(Collected data entries)
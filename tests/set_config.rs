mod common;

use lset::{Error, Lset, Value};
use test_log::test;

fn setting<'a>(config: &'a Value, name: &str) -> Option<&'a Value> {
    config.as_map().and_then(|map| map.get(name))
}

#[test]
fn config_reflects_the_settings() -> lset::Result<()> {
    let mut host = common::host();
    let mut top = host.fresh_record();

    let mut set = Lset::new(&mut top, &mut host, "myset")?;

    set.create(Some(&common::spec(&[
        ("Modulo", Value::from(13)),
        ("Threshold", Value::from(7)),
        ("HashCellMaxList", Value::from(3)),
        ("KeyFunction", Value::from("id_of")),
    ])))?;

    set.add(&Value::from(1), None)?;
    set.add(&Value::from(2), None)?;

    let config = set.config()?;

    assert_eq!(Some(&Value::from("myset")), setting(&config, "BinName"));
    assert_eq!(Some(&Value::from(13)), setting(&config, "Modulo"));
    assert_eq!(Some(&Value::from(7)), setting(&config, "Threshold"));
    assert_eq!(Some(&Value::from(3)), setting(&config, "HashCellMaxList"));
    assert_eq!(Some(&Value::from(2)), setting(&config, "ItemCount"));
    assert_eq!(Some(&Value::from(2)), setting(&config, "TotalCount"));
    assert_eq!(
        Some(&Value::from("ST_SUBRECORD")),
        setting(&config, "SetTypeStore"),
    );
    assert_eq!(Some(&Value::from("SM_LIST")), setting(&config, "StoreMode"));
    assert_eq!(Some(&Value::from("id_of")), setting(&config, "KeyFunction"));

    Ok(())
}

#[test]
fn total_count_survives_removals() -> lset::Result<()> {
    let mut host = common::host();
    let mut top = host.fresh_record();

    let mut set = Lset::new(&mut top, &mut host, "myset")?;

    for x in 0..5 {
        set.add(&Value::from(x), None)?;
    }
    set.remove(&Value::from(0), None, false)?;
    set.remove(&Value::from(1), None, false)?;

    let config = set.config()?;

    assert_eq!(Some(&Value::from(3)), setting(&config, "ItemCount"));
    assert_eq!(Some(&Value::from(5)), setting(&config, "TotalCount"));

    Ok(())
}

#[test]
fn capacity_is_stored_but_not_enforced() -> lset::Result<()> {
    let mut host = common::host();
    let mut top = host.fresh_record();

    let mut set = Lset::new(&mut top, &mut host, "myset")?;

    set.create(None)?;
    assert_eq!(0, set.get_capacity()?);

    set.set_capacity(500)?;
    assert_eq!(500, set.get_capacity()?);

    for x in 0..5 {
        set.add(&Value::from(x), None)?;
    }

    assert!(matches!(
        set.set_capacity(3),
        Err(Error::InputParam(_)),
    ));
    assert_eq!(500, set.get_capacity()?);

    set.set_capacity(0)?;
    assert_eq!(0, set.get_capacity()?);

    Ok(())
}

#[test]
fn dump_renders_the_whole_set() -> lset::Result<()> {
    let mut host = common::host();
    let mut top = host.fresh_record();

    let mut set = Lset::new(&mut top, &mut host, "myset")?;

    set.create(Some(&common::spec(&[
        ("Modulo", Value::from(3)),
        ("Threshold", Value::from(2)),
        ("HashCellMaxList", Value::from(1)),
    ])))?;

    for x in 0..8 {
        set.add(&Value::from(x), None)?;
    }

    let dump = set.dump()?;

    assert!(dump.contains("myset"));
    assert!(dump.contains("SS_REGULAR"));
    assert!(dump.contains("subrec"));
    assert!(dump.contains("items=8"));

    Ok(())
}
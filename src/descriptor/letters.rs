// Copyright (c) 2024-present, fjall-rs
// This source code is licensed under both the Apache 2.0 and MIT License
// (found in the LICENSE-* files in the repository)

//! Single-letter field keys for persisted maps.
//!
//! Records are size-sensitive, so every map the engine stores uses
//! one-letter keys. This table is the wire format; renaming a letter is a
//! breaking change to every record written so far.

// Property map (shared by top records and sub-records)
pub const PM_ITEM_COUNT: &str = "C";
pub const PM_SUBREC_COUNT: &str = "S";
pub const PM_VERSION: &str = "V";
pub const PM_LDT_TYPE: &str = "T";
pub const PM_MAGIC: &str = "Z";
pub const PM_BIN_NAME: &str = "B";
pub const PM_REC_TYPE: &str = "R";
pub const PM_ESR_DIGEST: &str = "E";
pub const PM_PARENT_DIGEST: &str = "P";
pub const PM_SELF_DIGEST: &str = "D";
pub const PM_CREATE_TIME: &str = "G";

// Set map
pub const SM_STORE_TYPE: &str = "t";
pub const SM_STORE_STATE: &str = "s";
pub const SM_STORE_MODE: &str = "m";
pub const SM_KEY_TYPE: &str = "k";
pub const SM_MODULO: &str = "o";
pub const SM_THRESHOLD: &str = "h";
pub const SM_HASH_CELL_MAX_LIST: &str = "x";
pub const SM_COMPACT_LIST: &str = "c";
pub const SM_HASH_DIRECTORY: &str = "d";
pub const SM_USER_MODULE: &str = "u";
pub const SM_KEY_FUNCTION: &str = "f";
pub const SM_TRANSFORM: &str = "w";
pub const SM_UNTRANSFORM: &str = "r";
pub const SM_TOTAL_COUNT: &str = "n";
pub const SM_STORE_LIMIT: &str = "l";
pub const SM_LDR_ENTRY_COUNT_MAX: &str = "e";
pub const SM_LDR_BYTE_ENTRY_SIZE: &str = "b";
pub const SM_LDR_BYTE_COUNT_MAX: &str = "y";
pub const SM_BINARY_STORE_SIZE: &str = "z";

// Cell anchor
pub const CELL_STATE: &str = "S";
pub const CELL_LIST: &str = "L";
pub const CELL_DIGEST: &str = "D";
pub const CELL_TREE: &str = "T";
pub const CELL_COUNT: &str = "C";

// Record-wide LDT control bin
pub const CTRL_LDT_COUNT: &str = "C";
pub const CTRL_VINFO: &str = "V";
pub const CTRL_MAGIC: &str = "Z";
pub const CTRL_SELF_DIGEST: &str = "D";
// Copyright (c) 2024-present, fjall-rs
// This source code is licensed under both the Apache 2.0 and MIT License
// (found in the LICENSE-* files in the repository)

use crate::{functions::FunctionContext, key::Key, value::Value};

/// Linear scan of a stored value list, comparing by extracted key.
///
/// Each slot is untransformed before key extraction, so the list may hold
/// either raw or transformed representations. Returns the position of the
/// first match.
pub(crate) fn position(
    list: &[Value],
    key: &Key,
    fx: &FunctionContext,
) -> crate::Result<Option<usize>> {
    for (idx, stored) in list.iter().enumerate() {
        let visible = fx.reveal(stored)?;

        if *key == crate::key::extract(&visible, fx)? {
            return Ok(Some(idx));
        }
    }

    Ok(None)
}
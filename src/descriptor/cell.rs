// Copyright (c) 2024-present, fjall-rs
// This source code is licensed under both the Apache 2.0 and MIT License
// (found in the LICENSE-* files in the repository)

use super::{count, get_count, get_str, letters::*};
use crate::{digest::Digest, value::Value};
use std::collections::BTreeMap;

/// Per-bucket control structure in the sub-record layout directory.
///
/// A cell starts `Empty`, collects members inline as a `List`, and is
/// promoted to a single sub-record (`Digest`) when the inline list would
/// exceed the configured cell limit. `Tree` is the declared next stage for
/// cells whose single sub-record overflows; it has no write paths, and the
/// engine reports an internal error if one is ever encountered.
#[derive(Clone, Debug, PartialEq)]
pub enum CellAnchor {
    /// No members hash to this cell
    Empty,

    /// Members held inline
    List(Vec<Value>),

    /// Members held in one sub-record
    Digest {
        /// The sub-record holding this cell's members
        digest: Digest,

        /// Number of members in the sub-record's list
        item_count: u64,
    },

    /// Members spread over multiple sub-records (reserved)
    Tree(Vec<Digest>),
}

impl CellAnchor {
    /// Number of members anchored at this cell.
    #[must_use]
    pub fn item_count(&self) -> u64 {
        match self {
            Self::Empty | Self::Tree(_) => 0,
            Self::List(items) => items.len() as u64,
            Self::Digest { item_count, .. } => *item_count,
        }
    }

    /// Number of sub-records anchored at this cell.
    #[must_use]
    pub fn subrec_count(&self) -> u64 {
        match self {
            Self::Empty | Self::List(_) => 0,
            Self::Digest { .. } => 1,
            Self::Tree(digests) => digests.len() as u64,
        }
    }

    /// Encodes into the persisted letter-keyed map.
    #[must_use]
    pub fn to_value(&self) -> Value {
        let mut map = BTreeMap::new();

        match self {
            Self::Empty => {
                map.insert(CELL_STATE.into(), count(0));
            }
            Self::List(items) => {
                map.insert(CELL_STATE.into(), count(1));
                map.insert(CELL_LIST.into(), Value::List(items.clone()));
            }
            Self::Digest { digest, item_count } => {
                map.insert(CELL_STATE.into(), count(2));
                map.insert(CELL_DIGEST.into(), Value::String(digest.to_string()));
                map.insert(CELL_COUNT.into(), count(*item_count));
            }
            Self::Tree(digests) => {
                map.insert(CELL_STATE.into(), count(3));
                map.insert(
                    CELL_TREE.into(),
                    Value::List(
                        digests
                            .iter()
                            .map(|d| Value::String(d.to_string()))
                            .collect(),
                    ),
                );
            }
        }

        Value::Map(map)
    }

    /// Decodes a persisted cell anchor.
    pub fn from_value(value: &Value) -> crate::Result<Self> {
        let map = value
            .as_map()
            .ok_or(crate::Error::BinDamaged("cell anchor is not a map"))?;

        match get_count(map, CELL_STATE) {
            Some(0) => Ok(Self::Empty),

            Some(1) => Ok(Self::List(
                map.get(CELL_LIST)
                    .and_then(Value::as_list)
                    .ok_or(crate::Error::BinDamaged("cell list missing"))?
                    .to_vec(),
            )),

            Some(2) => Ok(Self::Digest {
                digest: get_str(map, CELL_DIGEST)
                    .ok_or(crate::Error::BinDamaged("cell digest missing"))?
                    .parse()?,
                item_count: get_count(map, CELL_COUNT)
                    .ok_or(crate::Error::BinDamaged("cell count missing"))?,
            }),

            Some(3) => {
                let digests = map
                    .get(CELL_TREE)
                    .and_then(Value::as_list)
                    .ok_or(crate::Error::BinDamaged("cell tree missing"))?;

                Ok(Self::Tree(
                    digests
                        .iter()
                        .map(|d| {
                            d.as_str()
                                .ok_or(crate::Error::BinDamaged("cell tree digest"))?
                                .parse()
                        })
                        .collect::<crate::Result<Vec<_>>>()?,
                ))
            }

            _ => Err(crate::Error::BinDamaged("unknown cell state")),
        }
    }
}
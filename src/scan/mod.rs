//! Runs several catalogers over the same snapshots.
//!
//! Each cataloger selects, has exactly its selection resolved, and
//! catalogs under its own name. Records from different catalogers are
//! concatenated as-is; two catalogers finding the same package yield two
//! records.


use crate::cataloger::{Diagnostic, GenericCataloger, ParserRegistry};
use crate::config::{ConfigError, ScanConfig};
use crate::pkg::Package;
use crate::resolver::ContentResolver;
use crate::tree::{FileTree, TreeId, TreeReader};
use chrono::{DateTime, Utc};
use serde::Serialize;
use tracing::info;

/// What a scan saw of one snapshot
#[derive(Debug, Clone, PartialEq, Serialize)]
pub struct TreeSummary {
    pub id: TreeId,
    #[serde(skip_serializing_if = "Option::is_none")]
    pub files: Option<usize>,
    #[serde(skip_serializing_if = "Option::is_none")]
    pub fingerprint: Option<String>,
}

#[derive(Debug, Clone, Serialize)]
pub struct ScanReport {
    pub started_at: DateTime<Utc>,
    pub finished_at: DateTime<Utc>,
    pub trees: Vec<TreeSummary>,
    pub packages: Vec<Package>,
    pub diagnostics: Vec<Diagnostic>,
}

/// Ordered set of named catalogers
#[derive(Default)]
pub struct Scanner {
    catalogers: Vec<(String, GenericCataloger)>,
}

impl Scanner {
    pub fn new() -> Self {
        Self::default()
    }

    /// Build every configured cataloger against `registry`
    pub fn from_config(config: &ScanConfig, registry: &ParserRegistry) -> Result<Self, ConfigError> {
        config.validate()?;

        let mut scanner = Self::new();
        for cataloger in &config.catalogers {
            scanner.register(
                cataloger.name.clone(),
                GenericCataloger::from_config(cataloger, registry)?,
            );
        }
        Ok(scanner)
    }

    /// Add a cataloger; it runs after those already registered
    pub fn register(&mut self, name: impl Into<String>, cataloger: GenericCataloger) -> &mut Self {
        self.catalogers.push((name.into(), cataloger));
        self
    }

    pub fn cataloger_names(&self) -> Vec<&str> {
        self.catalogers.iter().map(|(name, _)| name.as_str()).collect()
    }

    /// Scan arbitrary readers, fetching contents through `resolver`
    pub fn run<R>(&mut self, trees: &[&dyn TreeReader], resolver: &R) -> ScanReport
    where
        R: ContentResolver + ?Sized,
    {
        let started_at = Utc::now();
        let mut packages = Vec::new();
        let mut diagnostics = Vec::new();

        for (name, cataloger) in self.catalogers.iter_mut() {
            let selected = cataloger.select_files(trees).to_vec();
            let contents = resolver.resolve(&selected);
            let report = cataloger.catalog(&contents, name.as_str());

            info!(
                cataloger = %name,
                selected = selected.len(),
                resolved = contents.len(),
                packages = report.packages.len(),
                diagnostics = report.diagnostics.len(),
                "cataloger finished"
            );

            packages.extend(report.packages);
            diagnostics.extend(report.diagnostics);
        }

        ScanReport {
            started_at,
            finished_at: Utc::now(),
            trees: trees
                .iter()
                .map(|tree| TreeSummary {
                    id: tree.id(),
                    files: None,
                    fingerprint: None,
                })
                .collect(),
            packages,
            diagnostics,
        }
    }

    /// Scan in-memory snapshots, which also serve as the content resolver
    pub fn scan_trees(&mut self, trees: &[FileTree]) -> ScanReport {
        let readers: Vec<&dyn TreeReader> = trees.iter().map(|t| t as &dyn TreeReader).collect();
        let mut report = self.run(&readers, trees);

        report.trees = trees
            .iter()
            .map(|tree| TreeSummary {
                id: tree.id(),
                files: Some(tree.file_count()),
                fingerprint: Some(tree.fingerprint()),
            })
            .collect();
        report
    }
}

◆ **Exercise goal**
Look through the entries above. Extract each line with the word "persisted".

◆ **Final answer**
//! Single-letter field keys for persisted maps.
    /// Encodes into the persisted letter-keyed map.
    /// Decodes a persisted cell anchor.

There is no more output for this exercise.